2010年5月19日水曜日

百貨店は斜陽か-大学と同じ

千里中央のH百貨店をよく使う。混雑が嫌いだからだ。でも儲かっているのか心配だ。

客が少ないから悪循環なのかもしれないが、最近の店員の商品知識がないのと顧客の声を聴けないないのに驚く。

いつも幅広靴をもとめているのだが、EEE以上というと、あまりありませんねという対応でだいたい終わる。売る気がなさそうだ。らちがあかないので本店に行ったら、EEEEサイズというのはFサイズと呼ぶのだという。それだったらはじめから教えてくれ。結局Fサイズの靴の種類をいくつか教えてもらって千里中央店に電話すると、そういう靴は靴売り場には置いていない、もしかするとウオーキングシューズの売り場にあるかもという。(どこがちがうの?顧客目線ではないよね。昔の市役所ではないでしょう)そこに在庫があるかと尋ねると、売り場が違うからわからないという。

このような店員が特別なのかと思ったら、そうでもなかったので。先週靴クリームを買いに行ったら、いつもの商品が品切れだった。別のメーカーの商品しかなかったので、違いを尋ねると、同じだという。こちらは値段が安いのではないかというと、容量が少ないからでしょうと答える。納得して買って帰って使ったら、指に黒い色が付いてなんべん洗ってもとれなかった。前の商品ではそんなことがなかった。外出する前だったので大変だった。

品切れ商品と在庫があった商品の違いは、恐らく染料の違いではないか。もしそうなら、説明して欲しかった。おそらくこのことを売り場に報告すると、この商品のほうが強力に色が付くので売れているのですとか何とか答えるだろう。

H百貨店の靴売り場に限らず、経験豊かな消費者のほうがはんぱな店員より知識が豊富になる場合がある。これで量販店の店員の方が商品知識が多く顧客の声をよく聴けるとすれば、百貨店が斜陽業種になるわけである。反対に言えば、百貨店は一カ所に行けば標準以上のレベルの商品が何でもそろえることができるというメリットをまったく生かしていない。

おそらく百貨店経営者からは、いろいろな商品をそろえているから店員の商品知識が薄くなるのですという解答がくるだろう。しかし本当にそうなのだろうか。知識がないのが問題なのではない。いい加減な知識で答えたり、顧客の求める情報を他から入手する気がないところが問題なのである。

実はわれわれ大学教員も同じなのだ。

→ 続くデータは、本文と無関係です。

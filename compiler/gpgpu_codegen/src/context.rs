//! Per-statement code generation state.
//!
//! An [`ExpressionContext`] lives for one statement. Expressions that need
//! an address for a value with no storage (an object literal passed to a
//! helper) hoist it into a temporary here; the statement parser renders the
//! temporaries as declarations ahead of the statement text.

use std::cell::Cell;

use gpgpu_types::{TypeError, TypeInfo};

/// Temporary name source, shared by every statement of one translation.
#[derive(Debug, Default)]
pub struct TempNames {
    next: Cell<u32>,
}

impl TempNames {
    pub fn new() -> Self {
        Self::default()
    }

    /// Generate a unique temporary variable name.
    pub fn fresh(&self) -> String {
        let n = self.next.get();
        self.next.set(n + 1);
        format!("___builtin_temp_{n}")
    }
}

/// A hoisted temporary.
#[derive(Clone, PartialEq, Debug)]
struct Temp {
    name: String,
    ty: TypeInfo,
    value: Option<String>,
}

/// Temporaries accumulated while generating one statement.
#[derive(Debug)]
pub struct ExpressionContext<'t> {
    names: &'t TempNames,
    temps: Vec<Temp>,
}

impl<'t> ExpressionContext<'t> {
    pub fn new(names: &'t TempNames) -> Self {
        ExpressionContext {
            names,
            temps: Vec::new(),
        }
    }

    /// Declare a temporary of type `ty`, optionally initialized, and return its name.
    pub fn declare_temp(&mut self, ty: TypeInfo, value: Option<String>) -> String {
        let name = self.names.fresh();
        tracing::trace!(%name, "hoisted temporary");
        self.temps.push(Temp {
            name: name.clone(),
            ty,
            value,
        });
        name
    }

    /// Declarations for every temporary, one per line, each ending in `\n`.
    pub fn render(&self) -> Result<String, TypeError> {
        let mut out = String::new();
        for temp in &self.temps {
            let ty = temp.ty.c_type()?;
            match &temp.value {
                Some(value) => out.push_str(&format!("{ty} {} = {value};\n", temp.name)),
                None => out.push_str(&format!("{ty} {};\n", temp.name)),
            }
        }
        Ok(out)
    }
}

#[cfg(test)]
mod tests;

学生や市民は大学の法学部の教授なら何でも知っていると期待するかもしれないが、いろいろな商品・サービスが登場して、これだけたくさん新しい法律や判例が蓄積されてると、実はわからないことだらけだ。ここで知ったかぶりをしていると、大学も斜陽業種になりかねない。ではどうすればよいか。顧客の求める知識が手元にない場合には、知っている人に聞いて提供するか、知っている人に紹介すればよいのである。

顧客を囲い込もうとせずに、顧客の求めるものを聴き取って、よりよい知識とサービスを提供できる教師や専門家に紹介する。これが百貨店と大学教授が斜陽業種化しない方法である(日本の昔の比叡山の「大学」はそうだったようだ。これについてはTwitterのnomuraknで書いておいた。)。ここはポジティブに、百貨店と大学には未来があると言っておこう。変革さえできれば。